WSVV
- Searsport, Maine; United States;
- Broadcast area: Bangor, Maine
- Frequency: 101.7 MHz
- Branding: K-Love

Programming
- Format: Contemporary Christian
- Network: K-Love

Ownership
- Owner: Educational Media Foundation
- Sister stations: WZVV

History
- First air date: October 10, 1994
- Former call signs: WZYA (1992–1993); WBYA (1993–2001); WFZX (2001–2009); WKVV (2009–2025);
- Call sign meaning: "Searsport K-Love"

Technical information
- Licensing authority: FCC
- Facility ID: 59505
- Class: B1
- ERP: 2,650 watts
- HAAT: 306 meters (1,004 ft)
- Transmitter coordinates: 44°34′51″N 68°53′49″W﻿ / ﻿44.5809°N 68.8970°W

Links
- Public license information: Public file; LMS;
- Website: www.klove.com

= WSVV =

WSVV (101.7 FM) is a radio station licensed to Searsport, Maine, United States. Established in 1994 as WBYA, the station serves the Bangor area. The station is owned by the Educational Media Foundation. The station carries Educational Media Foundation's K-Love Christian music format, simulcasting co-owned WZVV.

== History ==
During the 1990s, the station was known as "The Wave" with the call letters WBYA (no relation to the current WBYA 105.5 in Camden, Maine) simulcasting the classical music of WAVX in Thomaston. Later, the station was owned by Moonsong Communications, owners of WVOM where it was an adult album alternative station and simulcast WVOM for a time.
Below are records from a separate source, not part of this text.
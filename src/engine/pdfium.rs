//! pdfium-backed document engine.
//!
//! Rasterisation goes through `pdfium-render`; page extraction goes through
//! lopdf (see [`crate::pipeline::pages`]), since pdfium's page-copy API is
//! tied to the lifetime of a loaded document.
//!
//! A pdfium `PdfDocument` borrows both the `Pdfium` instance and the source
//! bytes, so it cannot be stored in a `'static` handle. The handle keeps the
//! bytes instead and reloads the document for each call. Loading is lazy in
//! pdfium (only the xref is read), so the per-page cost is small compared to
//! rendering.

use crate::config::ImageOptions;
use crate::engine::{DocumentEngine, DocumentHandle};
use crate::error::{EngineError, WorkbenchError};
use crate::pipeline::{encode, pages};
use crate::source::SourceFile;
use pdfium_render::prelude::*;
use std::path::PathBuf;
use std::sync::Arc;
use tracing::{debug, info};

/// Longest rendered edge in pixels, whatever the scale.
const MAX_RENDER_EDGE: i32 = 10_000;

/// Document engine backed by the pdfium C library.
pub struct PdfiumEngine {
    pdfium: Arc<Pdfium>,
    password: Option<String>,
}

impl PdfiumEngine {
    /// Bind to pdfium.
    ///
    /// `PDFIUM_LIB_PATH` may point at the library file or at the directory
    /// containing it; otherwise the system library search path is used.
    pub fn new() -> Result<Self, WorkbenchError> {
        let bindings = match std::env::var("PDFIUM_LIB_PATH") {
            Ok(path) if !path.is_empty() => {
                let path = PathBuf::from(path);
                let lib = if path.is_dir() {
                    Pdfium::pdfium_platform_library_name_at_path(&path)
                } else {
                    path
                };
                debug!("Binding pdfium from {}", lib.display());
                Pdfium::bind_to_library(lib)
            }
            _ => Pdfium::bind_to_system_library(),
        }
        .map_err(|e| WorkbenchError::PdfiumBindingFailed(format!("{e:?}")))?;

        Ok(Self {
            pdfium: Arc::new(Pdfium::new(bindings)),
            password: None,
        })
    }

    /// Use `password` when opening encrypted documents.
    pub fn with_password(mut self, password: impl Into<String>) -> Self {
        self.password = Some(password.into());
        self
    }
}

impl DocumentEngine for PdfiumEngine {
    fn open(&self, source: &SourceFile) -> Result<Arc<dyn DocumentHandle>, EngineError> {
        let bytes = source.shared_bytes();
        let document = self
            .pdfium
            .load_pdf_from_byte_slice(&bytes, self.password.as_deref())
            .map_err(|e| map_load_error(e, self.password.is_some()))?;
        let page_count = document.pages().len() as usize;
        drop(document);

        info!("Opened {}: {} pages", source.name(), page_count);

        Ok(Arc::new(PdfiumDocument {
            pdfium: Arc::clone(&self.pdfium),
            bytes,
            password: self.password.clone(),
            page_count,
        }))
    }
}

struct PdfiumDocument {
    pdfium: Arc<Pdfium>,
    bytes: Arc<[u8]>,
    password: Option<String>,
    page_count: usize,
}

impl DocumentHandle for PdfiumDocument {
    fn page_count(&self) -> usize {
        self.page_count
    }

    fn render_page(
        &self,
        page_index: usize,
        options: &ImageOptions,
    ) -> Result<Vec<u8>, EngineError> {
        let render_err = |detail: String| EngineError::Render {
            page: page_index + 1,
            detail,
        };

        let document = self
            .pdfium
            .load_pdf_from_byte_slice(&self.bytes, self.password.as_deref())
            .map_err(|e| render_err(format!("{e:?}")))?;

        let page = document
            .pages()
            .get(pdfium_page_index(page_index)?)
            .map_err(|e| render_err(format!("{e:?}")))?;

        let render_config = PdfRenderConfig::new()
            .scale_page_by_factor(options.scale)
            .set_maximum_width(MAX_RENDER_EDGE)
            .set_maximum_height(MAX_RENDER_EDGE);

        let bitmap = page
            .render_with_config(&render_config)
            .map_err(|e| render_err(format!("{e:?}")))?;

        let image = bitmap.as_image();
        debug!(
            "Rendered page {} → {}x{} px",
            page_index + 1,
            image.width(),
            image.height()
        );

        encode::encode_image(&image, options).map_err(|e| EngineError::Encode {
            page: page_index + 1,
            detail: e.to_string(),
        })
    }

    fn extract_pages(&self, page_indices: &[usize]) -> Result<Vec<u8>, EngineError> {
        let page_numbers: Vec<u32> = page_indices.iter().map(|&i| i as u32 + 1).collect();
        pages::extract_pages(&self.bytes, &page_numbers)
            .map_err(|e| EngineError::Extract(e.to_string()))
    }
}

/// Classify a pdfium load failure.
fn map_load_error(e: PdfiumError, password_given: bool) -> EngineError {
    let detail = format!("{e:?}");
    if detail.contains("Password") || detail.contains("password") {
        if password_given {
            EngineError::Open("wrong password".into())
        } else {
            EngineError::PasswordRequired
        }
    } else {
        EngineError::Open(detail)
    }
}

/// pdfium addresses pages with a `u16`.
fn pdfium_page_index(page_index: usize) -> Result<u16, EngineError> {
    u16::try_from(page_index).map_err(|_| EngineError::Render {
        page: page_index + 1,
        detail: format!("page index {page_index} is beyond what pdfium can address"),
    })
}

#[cfg(test)]
mod tests {
    use super::*;

    #[test]
    fn page_index_within_u16_passes_through() {
        assert_eq!(pdfium_page_index(0).unwrap(), 0);
        assert_eq!(pdfium_page_index(65_535).unwrap(), u16::MAX);
    }

    #[test]
    fn page_index_beyond_u16_is_a_render_error() {
        let err = pdfium_page_index(65_536 + 6).unwrap_err();
        assert!(matches!(err, EngineError::Render { page: 65_543, .. }));
    }
}
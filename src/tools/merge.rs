//! Merge PDFs into one document.
//!
//! The first document is the base. Every later document has its object ids
//! shifted past the base's highest id, its objects are copied in, and its
//! pages are appended to the base page tree. Attributes a page inherits from
//! its own page tree (media box, resources) are copied onto the page first,
//! since the page is re-parented under the base root.

use crate::artifact::{self, OutputArtifact};
use crate::error::WorkbenchError;
use crate::pipeline::pages;
use crate::source::SourceFile;
use lopdf::{Document, Object, ObjectId};
use tracing::{debug, info};

/// Name of the merged output.
pub const MERGED_NAME: &str = "merged.pdf";

/// Page attributes a page may inherit from its ancestors.
const INHERITABLE: [&[u8]; 4] = [b"Resources", b"MediaBox", b"CropBox", b"Rotate"];

/// Merge `sources` in order into `merged.pdf`.
pub fn merge_documents(sources: &[SourceFile]) -> Result<OutputArtifact, WorkbenchError> {
    if sources.is_empty() {
        return Err(WorkbenchError::DocumentFailed("no documents to merge".into()));
    }

    let mut loaded = Vec::with_capacity(sources.len());
    for source in sources {
        let mut doc = pages::load(source.bytes()).map_err(|e| WorkbenchError::OpenFailed {
            name: source.name().to_string(),
            detail: e.to_string(),
        })?;
        materialize_inherited(&mut doc);
        debug!("Loaded {} ({} pages)", source.name(), doc.get_pages().len());
        loaded.push(doc);
    }

    let mut docs = loaded.into_iter();
    let mut dest = docs
        .next()
        .ok_or_else(|| WorkbenchError::Internal("merge input vanished".into()))?;
    let mut page_refs: Vec<ObjectId> = dest.get_pages().into_values().collect();

    for source in docs {
        let offset = dest.max_id;
        let source_pages: Vec<ObjectId> = source.get_pages().into_values().collect();

        for ((num, generation), mut object) in source.objects {
            shift_references(&mut object, offset);
            dest.objects.insert((num + offset, generation), object);
        }
        page_refs.extend(
            source_pages
                .into_iter()
                .map(|(num, generation)| (num + offset, generation)),
        );
        dest.max_id = dest.max_id.max(source.max_id + offset);
    }

    rebuild_page_tree(&mut dest, &page_refs)?;
    dest.prune_objects();
    dest.compress();

    let bytes = pages::save(&mut dest)?;
    info!(
        "Merged {} documents ({} pages) → {} bytes",
        sources.len(),
        page_refs.len(),
        bytes.len()
    );
    Ok(artifact::pdf_artifact(MERGED_NAME.to_string(), bytes))
}

/// Add `offset` to every object number `object` refers to.
fn shift_references(object: &mut Object, offset: u32) {
    match object {
        Object::Reference(id) => id.0 += offset,
        Object::Array(items) => items.iter_mut().for_each(|o| shift_references(o, offset)),
        Object::Dictionary(dict) => dict
            .iter_mut()
            .for_each(|(_, v)| shift_references(v, offset)),
        Object::Stream(stream) => stream
            .dict
            .iter_mut()
            .for_each(|(_, v)| shift_references(v, offset)),
        _ => {}
    }
}

/// Copy inheritable attributes from ancestors onto each page that lacks them.
fn materialize_inherited(doc: &mut Document) {
    for page_id in doc.get_pages().into_values() {
        let mut missing: Vec<(&[u8], Object)> = Vec::new();

        for key in INHERITABLE {
            let Ok(page) = doc.get_dictionary(page_id) else {
                break;
            };
            if page.has(key) {
                continue;
            }
            let mut parent = page.get(b"Parent").and_then(Object::as_reference).ok();
            // Bounded walk; malformed trees can loop.
            for _ in 0..64 {
                let Some(id) = parent else { break };
                let Ok(node) = doc.get_dictionary(id) else { break };
                if let Ok(value) = node.get(key) {
                    missing.push((key, value.clone()));
                    break;
                }
                parent = node.get(b"Parent").and_then(Object::as_reference).ok();
            }
        }

        if missing.is_empty() {
            continue;
        }
        if let Ok(page) = doc.get_object_mut(page_id).and_then(Object::as_dict_mut) {
            for (key, value) in missing {
                page.set(key, value);
            }
        }
    }
}

/// Point the root page tree node at `page_refs`, flat, in order.
fn rebuild_page_tree(doc: &mut Document, page_refs: &[ObjectId]) -> Result<(), WorkbenchError> {
    let pages_id = doc
        .catalog()
        .and_then(|catalog| catalog.get(b"Pages"))
        .and_then(Object::as_reference)
        .map_err(|e| WorkbenchError::DocumentFailed(format!("page tree root: {e}")))?;

    let pages_dict = doc
        .get_object_mut(pages_id)
        .and_then(Object::as_dict_mut)
        .map_err(|e| WorkbenchError::DocumentFailed(format!("page tree root: {e}")))?;
    pages_dict.set(
        "Kids",
        Object::Array(page_refs.iter().map(|&id| Object::Reference(id)).collect()),
    );
    pages_dict.set("Count", Object::Integer(page_refs.len() as i64));

    for &page_id in page_refs {
        if let Ok(page) = doc.get_object_mut(page_id).and_then(Object::as_dict_mut) {
            page.set("Parent", Object::Reference(pages_id));
        }
    }
    Ok(())
}
//! Transformation invoker: run one engine call per page, in order.
//!
//! Each unit runs on the blocking pool and is awaited before the next one
//! starts. Engines are not assumed to tolerate concurrent calls on one
//! document, and ordering falls out for free.
//!
//! A failing unit is logged, reported to the observer and skipped. The
//! caller decides what an empty result means.

use crate::artifact::{self, OutputArtifact};
use crate::config::ImageOptions;
use crate::engine::DocumentHandle;
use crate::error::UnitError;
use crate::progress::JobObserver;
use std::sync::Arc;
use tracing::{debug, warn};

/// One kind of per-page work.
///
/// `process` is blocking and is called from `spawn_blocking`.
pub trait PageOperation: Send + Sync {
    /// Produce the artifact for `page_num` (1-indexed).
    fn process(&self, page_num: usize) -> Result<OutputArtifact, UnitError>;
}

/// Render a page to an encoded image named `<base>_page_<n>.<ext>`.
pub struct RenderToImage {
    pub document: Arc<dyn DocumentHandle>,
    pub options: ImageOptions,
    pub base_name: String,
}

impl PageOperation for RenderToImage {
    fn process(&self, page_num: usize) -> Result<OutputArtifact, UnitError> {
        let bytes = self
            .document
            .render_page(page_num - 1, &self.options)
            .map_err(|e| e.into_unit(page_num))?;
        Ok(OutputArtifact::new(
            artifact::page_image_name(&self.base_name, page_num, self.options.format),
            self.options.format.media_type(),
            bytes,
        ))
    }
}

/// Copy a page into its own PDF named `<base>_page_<n>.pdf`.
pub struct ExtractPage {
    pub document: Arc<dyn DocumentHandle>,
    pub base_name: String,
}

impl PageOperation for ExtractPage {
    fn process(&self, page_num: usize) -> Result<OutputArtifact, UnitError> {
        let bytes = self
            .document
            .extract_pages(&[page_num - 1])
            .map_err(|e| e.into_unit(page_num))?;
        Ok(artifact::pdf_artifact(
            artifact::page_document_name(&self.base_name, page_num),
            bytes,
        ))
    }
}

/// Copy every selected page into one PDF named `<base>_extracted.pdf`.
///
/// This is a single unit: it is invoked once, with the first selected page
/// standing in for the whole selection.
pub struct ExtractSelection {
    pub document: Arc<dyn DocumentHandle>,
    pub base_name: String,
    pub pages: Vec<usize>,
}

impl PageOperation for ExtractSelection {
    fn process(&self, page_num: usize) -> Result<OutputArtifact, UnitError> {
        let indices: Vec<usize> = self.pages.iter().map(|p| p - 1).collect();
        let bytes = self
            .document
            .extract_pages(&indices)
            .map_err(|e| e.into_unit(page_num))?;
        Ok(artifact::pdf_artifact(
            artifact::extracted_document_name(&self.base_name),
            bytes,
        ))
    }
}

/// Result of a batch: the artifacts that succeeded and the errors of the
/// units that did not.
#[derive(Debug, Default)]
pub struct BatchResult {
    pub artifacts: Vec<OutputArtifact>,
    pub errors: Vec<UnitError>,
}

/// Run `op` for every page in `pages`, one at a time, in order.
///
/// `is_current` is checked after every unit. Once it returns `false` the
/// run has been superseded: the finished unit is not reported and no
/// further units start.
pub async fn process_units<F>(
    op: Arc<dyn PageOperation>,
    pages: &[usize],
    observer: &dyn JobObserver,
    is_current: F,
) -> BatchResult
where
    F: Fn() -> bool,
{
    let total = pages.len();
    let mut result = BatchResult {
        artifacts: Vec::with_capacity(total),
        errors: Vec::new(),
    };

    for (position, &page_num) in (1..).zip(pages) {
        let unit_op = Arc::clone(&op);
        let outcome = tokio::task::spawn_blocking(move || unit_op.process(page_num))
            .await
            .unwrap_or_else(|e| {
                Err(UnitError::Panicked {
                    page: page_num,
                    detail: e.to_string(),
                })
            });

        if !is_current() {
            debug!("Run superseded after page {}; stopping", page_num);
            break;
        }

        match outcome {
            Ok(artifact) => {
                debug!(
                    "Page {} ({}/{}) → {} ({} bytes)",
                    page_num,
                    position,
                    total,
                    artifact.name,
                    artifact.size()
                );
                observer.on_unit_complete(page_num, position, total, &artifact.name);
                result.artifacts.push(artifact);
            }
            Err(e) => {
                warn!("Skipping page {}: {}", page_num, e);
                observer.on_unit_error(page_num, position, total, &e.to_string());
                result.errors.push(e);
            }
        }
    }

    result
}

#[cfg(test)]
mod tests {
    use super::*;
    use crate::progress::NoopObserver;
    use std::sync::Mutex;

    /// Fails on the listed pages; records call order.
    struct Scripted {
        fail_on: Vec<usize>,
        calls: Mutex<Vec<usize>>,
    }

    impl PageOperation for Scripted {
        fn process(&self, page_num: usize) -> Result<OutputArtifact, UnitError> {
            self.calls.lock().unwrap().push(page_num);
            if page_num == 99 {
                panic!("engine crashed");
            }
            if self.fail_on.contains(&page_num) {
                return Err(UnitError::RenderFailed {
                    page: page_num,
                    detail: "scripted".into(),
                });
            }
            Ok(OutputArtifact::new(
                format!("p{page_num}"),
                "image/png",
                vec![page_num as u8],
            ))
        }
    }

    fn scripted(fail_on: &[usize]) -> Arc<Scripted> {
        Arc::new(Scripted {
            fail_on: fail_on.to_vec(),
            calls: Mutex::new(Vec::new()),
        })
    }

    #[tokio::test]
    async fn all_units_succeed_in_order() {
        let op = scripted(&[]);
        let result = process_units(op.clone(), &[2, 3, 4, 7], &NoopObserver, || true).await;
        let names: Vec<_> = result.artifacts.iter().map(|a| a.name.as_str()).collect();
        assert_eq!(names, ["p2", "p3", "p4", "p7"]);
        assert!(result.errors.is_empty());
        assert_eq!(*op.calls.lock().unwrap(), vec![2, 3, 4, 7]);
    }

    #[tokio::test]
    async fn failed_units_are_skipped() {
        let op = scripted(&[3, 7]);
        let result = process_units(op.clone(), &[2, 3, 4, 7], &NoopObserver, || true).await;
        let names: Vec<_> = result.artifacts.iter().map(|a| a.name.as_str()).collect();
        assert_eq!(names, ["p2", "p4"]);
        assert_eq!(result.errors.len(), 2);
        // Every unit was still attempted.
        assert_eq!(op.calls.lock().unwrap().len(), 4);
    }

    #[tokio::test]
    async fn panicking_unit_becomes_unit_error() {
        let op = scripted(&[]);
        let result = process_units(op, &[1, 99, 2], &NoopObserver, || true).await;
        assert_eq!(result.artifacts.len(), 2);
        assert!(matches!(result.errors[0], UnitError::Panicked { page: 99, .. }));
    }

    #[derive(Default)]
    struct Positions(Mutex<Vec<(usize, usize, usize)>>);

    impl JobObserver for Positions {
        fn on_unit_complete(&self, page_num: usize, position: usize, total: usize, _name: &str) {
            self.0.lock().unwrap().push((page_num, position, total));
        }

        fn on_unit_error(&self, page_num: usize, position: usize, total: usize, _error: &str) {
            self.0.lock().unwrap().push((page_num, position, total));
        }
    }

    #[tokio::test]
    async fn callbacks_carry_position_and_page() {
        let observer = Positions::default();
        process_units(scripted(&[4]), &[2, 4, 7], &observer, || true).await;
        assert_eq!(
            *observer.0.lock().unwrap(),
            vec![(2, 1, 3), (4, 2, 3), (7, 3, 3)]
        );
    }

    #[tokio::test]
    async fn superseded_run_stops_and_stays_silent() {
        let observer = Positions::default();
        let op = scripted(&[]);
        let checks = std::sync::atomic::AtomicUsize::new(0);
        // Current for the first unit only.
        let is_current = || checks.fetch_add(1, std::sync::atomic::Ordering::SeqCst) == 0;

        let result = process_units(op.clone(), &[1, 2, 3], &observer, is_current).await;

        assert_eq!(result.artifacts.len(), 1);
        assert_eq!(*op.calls.lock().unwrap(), vec![1, 2]);
        assert_eq!(*observer.0.lock().unwrap(), vec![(1, 1, 3)]);
    }

    #[tokio::test]
    async fn empty_selection_yields_nothing() {
        let result = process_units(scripted(&[]), &[], &NoopObserver, || true).await;
        assert!(result.artifacts.is_empty());
        assert!(result.errors.is_empty());
    }
}
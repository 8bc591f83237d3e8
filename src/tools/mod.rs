//! One-shot document tools that run outside the orchestrator.
//!
//! Each tool takes whole input files and returns a finished
//! [`crate::OutputArtifact`]. They are blocking; call them from
//! `tokio::task::spawn_blocking` inside async code.
//!
//! - [`merge`]: concatenate PDFs into `merged.pdf`
//! - [`compress`]: prune and recompress a PDF
//! - [`images`]: build a PDF from images, one per page; rotate images

pub mod compress;
pub mod images;
pub mod merge;

pub use compress::{compress_document, CompressReport};
pub use images::{images_to_pdf, rotate_image, ImagePdf, ImagesToPdfOptions};
pub use merge::{merge_documents, MERGED_NAME};
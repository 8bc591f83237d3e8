//! Document engine seam.
//!
//! PDF parsing and rasterisation are external capabilities. The orchestrator
//! only sees these two traits, so a test can script per-page failures and a
//! caller can swap the rendering backend without touching the pipeline.
//!
//! Both traits are **blocking**: implementations may do CPU-heavy or
//! non-async-safe work (pdfium keeps thread-local state). Callers run them
//! through `tokio::task::spawn_blocking`.

pub mod pdfium;

use crate::config::ImageOptions;
use crate::error::EngineError;
use crate::source::SourceFile;
use std::sync::Arc;

/// Opens documents.
pub trait DocumentEngine: Send + Sync {
    /// Parse `source` and return a handle to the open document.
    fn open(&self, source: &SourceFile) -> Result<Arc<dyn DocumentHandle>, EngineError>;
}

/// An open document. Closing happens when the last `Arc` is dropped.
pub trait DocumentHandle: Send + Sync {
    /// Number of pages in the document.
    fn page_count(&self) -> usize;

    /// Rasterise page `page_index` (0-indexed) and return the encoded image.
    fn render_page(&self, page_index: usize, options: &ImageOptions)
        -> Result<Vec<u8>, EngineError>;

    /// Copy pages (0-indexed) into a new PDF, keeping document order.
    fn extract_pages(&self, page_indices: &[usize]) -> Result<Vec<u8>, EngineError>;
}

pub use self::pdfium::PdfiumEngine;
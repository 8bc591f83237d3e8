//! Image encoding: `DynamicImage` → JPEG / PNG / WebP bytes.
//!
//! JPEG honours the quality preset. PNG and WebP are written lossless by the
//! `image` crate, so the preset has no effect on them.

use crate::config::{ImageFormat, ImageOptions};
use image::codecs::jpeg::JpegEncoder;
use image::DynamicImage;
use std::io::Cursor;
use tracing::debug;

/// Encode a rasterised page in the requested format.
pub fn encode_image(
    img: &DynamicImage,
    options: &ImageOptions,
) -> Result<Vec<u8>, image::ImageError> {
    let mut buf = Vec::new();

    match options.format {
        ImageFormat::Jpg => {
            // JPEG has no alpha channel; flatten first.
            let rgb = img.to_rgb8();
            let quality = options.quality.jpeg_quality();
            let mut encoder = JpegEncoder::new_with_quality(&mut buf, quality);
            encoder.encode_image(&rgb)?;
        }
        ImageFormat::Png => {
            img.write_to(&mut Cursor::new(&mut buf), image::ImageFormat::Png)?;
        }
        ImageFormat::Webp => {
            img.write_to(&mut Cursor::new(&mut buf), image::ImageFormat::WebP)?;
        }
    }

    debug!(
        "Encoded {}x{} image → {} bytes {}",
        img.width(),
        img.height(),
        buf.len(),
        options.format.extension()
    );
    Ok(buf)
}

/// Encode an arbitrary image as baseline JPEG at `quality` (1–100).
pub fn encode_jpeg(img: &DynamicImage, quality: u8) -> Result<Vec<u8>, image::ImageError> {
    let mut buf = Vec::new();
    let rgb = img.to_rgb8();
    JpegEncoder::new_with_quality(&mut buf, quality).encode_image(&rgb)?;
    Ok(buf)
}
After being sold to Clear Channel Communications and becoming WFZX "The Fox", from January 2001 to August 2006 the station primarily focused on classic rock artists such as The Eagles, The Beatles and The Rolling Stones. In September 2006, a shift in programming occurred, playing newer acts such as Nickelback, Three Doors Down, Buckcherry and Red Hot Chili Peppers and still playing harder edged classic rock artists like Aerosmith. A year later, the station would dump the general rock format for Bangor's first modern rock station since the demise of 97X in the 1990s. From 2001 to 2003 and 2004 to 2006 WFZX was simulcast on 97.7 WNSX in Winter Harbor. The station also carried New England Patriots football from 2002 to 2005 and NASCAR racing from Motor Racing Network. Over Clear Channel's nearly seven years of ownership, amidst its format shifts, WFZX's morning show was the syndicated Bob & Tom Show.

The station would carry the modern rock format until Clear Channel sold their entire Maine group to Blueberry Broadcasting. Because of ownership limits in the Bangor market, WGUY and WFZX were to be sold off, carrying an oldies format from September 2008 to February 2009 before adopting the current K-Love format.